(Task prompt) In the records that follow, find each line containing "json" and copy it.

(Provided information)
────────────────────
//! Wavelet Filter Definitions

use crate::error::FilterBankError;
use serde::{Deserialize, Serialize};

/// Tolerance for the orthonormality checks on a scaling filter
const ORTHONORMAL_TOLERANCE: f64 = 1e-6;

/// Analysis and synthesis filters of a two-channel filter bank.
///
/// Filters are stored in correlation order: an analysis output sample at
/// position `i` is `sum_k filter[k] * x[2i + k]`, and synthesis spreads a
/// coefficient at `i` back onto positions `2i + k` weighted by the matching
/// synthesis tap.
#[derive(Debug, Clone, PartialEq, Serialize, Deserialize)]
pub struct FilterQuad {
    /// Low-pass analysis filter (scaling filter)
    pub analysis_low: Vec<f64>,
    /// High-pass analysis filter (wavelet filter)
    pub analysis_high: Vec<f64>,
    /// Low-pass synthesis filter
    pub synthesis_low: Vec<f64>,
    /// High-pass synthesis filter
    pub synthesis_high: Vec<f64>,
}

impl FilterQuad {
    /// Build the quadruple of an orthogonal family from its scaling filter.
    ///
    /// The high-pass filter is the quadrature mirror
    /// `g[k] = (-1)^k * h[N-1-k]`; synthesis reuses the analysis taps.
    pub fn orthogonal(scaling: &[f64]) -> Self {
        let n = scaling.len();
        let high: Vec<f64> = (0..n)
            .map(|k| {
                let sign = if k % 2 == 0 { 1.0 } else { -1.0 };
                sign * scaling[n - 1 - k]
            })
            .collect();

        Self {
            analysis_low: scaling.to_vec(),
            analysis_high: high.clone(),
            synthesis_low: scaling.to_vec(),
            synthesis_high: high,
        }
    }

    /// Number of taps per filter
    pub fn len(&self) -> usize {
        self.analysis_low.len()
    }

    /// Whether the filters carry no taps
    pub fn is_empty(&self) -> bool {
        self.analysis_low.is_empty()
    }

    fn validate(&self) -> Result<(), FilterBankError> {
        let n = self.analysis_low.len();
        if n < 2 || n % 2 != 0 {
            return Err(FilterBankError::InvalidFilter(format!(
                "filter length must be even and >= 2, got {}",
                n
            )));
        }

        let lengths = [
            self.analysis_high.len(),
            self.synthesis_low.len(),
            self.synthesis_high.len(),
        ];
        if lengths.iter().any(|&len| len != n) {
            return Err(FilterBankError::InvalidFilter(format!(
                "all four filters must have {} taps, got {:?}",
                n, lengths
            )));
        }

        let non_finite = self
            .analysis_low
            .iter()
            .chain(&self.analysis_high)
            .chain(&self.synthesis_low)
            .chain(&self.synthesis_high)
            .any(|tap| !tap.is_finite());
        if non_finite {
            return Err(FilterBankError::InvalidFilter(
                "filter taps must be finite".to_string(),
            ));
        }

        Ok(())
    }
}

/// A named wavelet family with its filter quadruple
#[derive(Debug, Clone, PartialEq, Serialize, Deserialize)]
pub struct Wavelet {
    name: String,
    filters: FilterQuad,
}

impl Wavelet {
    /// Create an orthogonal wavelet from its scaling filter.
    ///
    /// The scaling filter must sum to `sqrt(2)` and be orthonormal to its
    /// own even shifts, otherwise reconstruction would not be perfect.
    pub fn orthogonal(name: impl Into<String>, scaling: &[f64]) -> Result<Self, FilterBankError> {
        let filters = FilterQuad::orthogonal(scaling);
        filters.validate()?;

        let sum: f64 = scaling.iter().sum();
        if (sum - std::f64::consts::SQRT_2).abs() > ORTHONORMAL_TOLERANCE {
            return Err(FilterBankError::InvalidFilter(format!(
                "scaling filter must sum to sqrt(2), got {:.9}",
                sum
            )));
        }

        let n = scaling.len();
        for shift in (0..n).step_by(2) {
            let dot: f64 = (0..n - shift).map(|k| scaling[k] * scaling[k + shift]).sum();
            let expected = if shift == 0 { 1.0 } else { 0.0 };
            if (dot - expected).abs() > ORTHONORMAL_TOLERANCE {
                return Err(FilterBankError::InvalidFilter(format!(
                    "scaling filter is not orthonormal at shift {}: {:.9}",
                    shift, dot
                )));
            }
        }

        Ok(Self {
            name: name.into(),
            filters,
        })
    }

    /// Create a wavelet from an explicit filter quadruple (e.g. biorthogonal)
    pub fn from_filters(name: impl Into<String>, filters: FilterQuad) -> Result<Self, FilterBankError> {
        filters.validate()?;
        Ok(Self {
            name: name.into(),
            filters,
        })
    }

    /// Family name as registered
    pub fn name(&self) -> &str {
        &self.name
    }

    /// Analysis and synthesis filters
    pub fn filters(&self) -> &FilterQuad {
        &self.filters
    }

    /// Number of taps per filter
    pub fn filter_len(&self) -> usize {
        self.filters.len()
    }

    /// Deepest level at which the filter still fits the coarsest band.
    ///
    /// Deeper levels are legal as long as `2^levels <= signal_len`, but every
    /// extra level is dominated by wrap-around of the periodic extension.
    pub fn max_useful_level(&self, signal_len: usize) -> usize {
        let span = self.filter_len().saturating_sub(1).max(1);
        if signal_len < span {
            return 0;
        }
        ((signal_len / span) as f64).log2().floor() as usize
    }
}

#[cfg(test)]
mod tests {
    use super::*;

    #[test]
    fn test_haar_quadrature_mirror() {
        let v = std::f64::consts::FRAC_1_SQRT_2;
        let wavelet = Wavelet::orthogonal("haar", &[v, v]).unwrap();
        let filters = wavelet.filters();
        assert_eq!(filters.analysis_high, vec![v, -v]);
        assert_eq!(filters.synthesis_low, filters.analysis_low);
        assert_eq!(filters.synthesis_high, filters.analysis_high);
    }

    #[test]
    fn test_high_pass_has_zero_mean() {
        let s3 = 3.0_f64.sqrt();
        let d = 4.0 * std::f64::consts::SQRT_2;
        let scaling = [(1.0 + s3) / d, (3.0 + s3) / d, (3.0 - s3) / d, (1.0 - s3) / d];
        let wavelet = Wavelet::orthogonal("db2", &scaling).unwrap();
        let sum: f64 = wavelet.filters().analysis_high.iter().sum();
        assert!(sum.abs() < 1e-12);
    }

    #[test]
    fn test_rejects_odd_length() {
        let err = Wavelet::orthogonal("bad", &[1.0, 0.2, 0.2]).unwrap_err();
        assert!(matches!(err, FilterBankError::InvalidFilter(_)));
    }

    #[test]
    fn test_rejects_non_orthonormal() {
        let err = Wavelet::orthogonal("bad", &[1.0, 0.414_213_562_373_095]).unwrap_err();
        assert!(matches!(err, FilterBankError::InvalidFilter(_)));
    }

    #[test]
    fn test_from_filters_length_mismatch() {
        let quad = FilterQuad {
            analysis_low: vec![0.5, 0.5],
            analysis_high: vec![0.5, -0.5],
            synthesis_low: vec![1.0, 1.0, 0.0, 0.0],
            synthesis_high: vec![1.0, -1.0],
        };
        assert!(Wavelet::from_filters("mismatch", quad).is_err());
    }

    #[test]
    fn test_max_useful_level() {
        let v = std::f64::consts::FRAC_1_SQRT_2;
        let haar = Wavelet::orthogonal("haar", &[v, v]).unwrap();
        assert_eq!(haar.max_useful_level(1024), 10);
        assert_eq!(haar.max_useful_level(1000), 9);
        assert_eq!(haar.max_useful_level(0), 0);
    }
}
────────────────────
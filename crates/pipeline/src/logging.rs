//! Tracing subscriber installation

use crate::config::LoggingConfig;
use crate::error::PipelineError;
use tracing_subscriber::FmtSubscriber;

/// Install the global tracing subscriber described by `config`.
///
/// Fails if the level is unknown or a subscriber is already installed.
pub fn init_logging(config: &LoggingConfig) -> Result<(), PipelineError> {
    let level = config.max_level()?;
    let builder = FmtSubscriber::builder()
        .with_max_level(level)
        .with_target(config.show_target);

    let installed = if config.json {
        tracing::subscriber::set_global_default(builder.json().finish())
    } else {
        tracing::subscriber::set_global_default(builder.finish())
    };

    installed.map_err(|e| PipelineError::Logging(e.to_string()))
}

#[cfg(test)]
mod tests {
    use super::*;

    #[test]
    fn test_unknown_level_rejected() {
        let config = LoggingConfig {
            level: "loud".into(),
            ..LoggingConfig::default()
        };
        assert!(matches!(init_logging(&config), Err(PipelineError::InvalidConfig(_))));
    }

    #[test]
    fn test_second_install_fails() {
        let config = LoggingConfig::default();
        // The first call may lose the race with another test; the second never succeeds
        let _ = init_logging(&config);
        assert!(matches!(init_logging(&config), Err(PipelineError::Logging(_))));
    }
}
────────────────────
(Your response)
    let installed = if config.json {
        tracing::subscriber::set_global_default(builder.json().finish())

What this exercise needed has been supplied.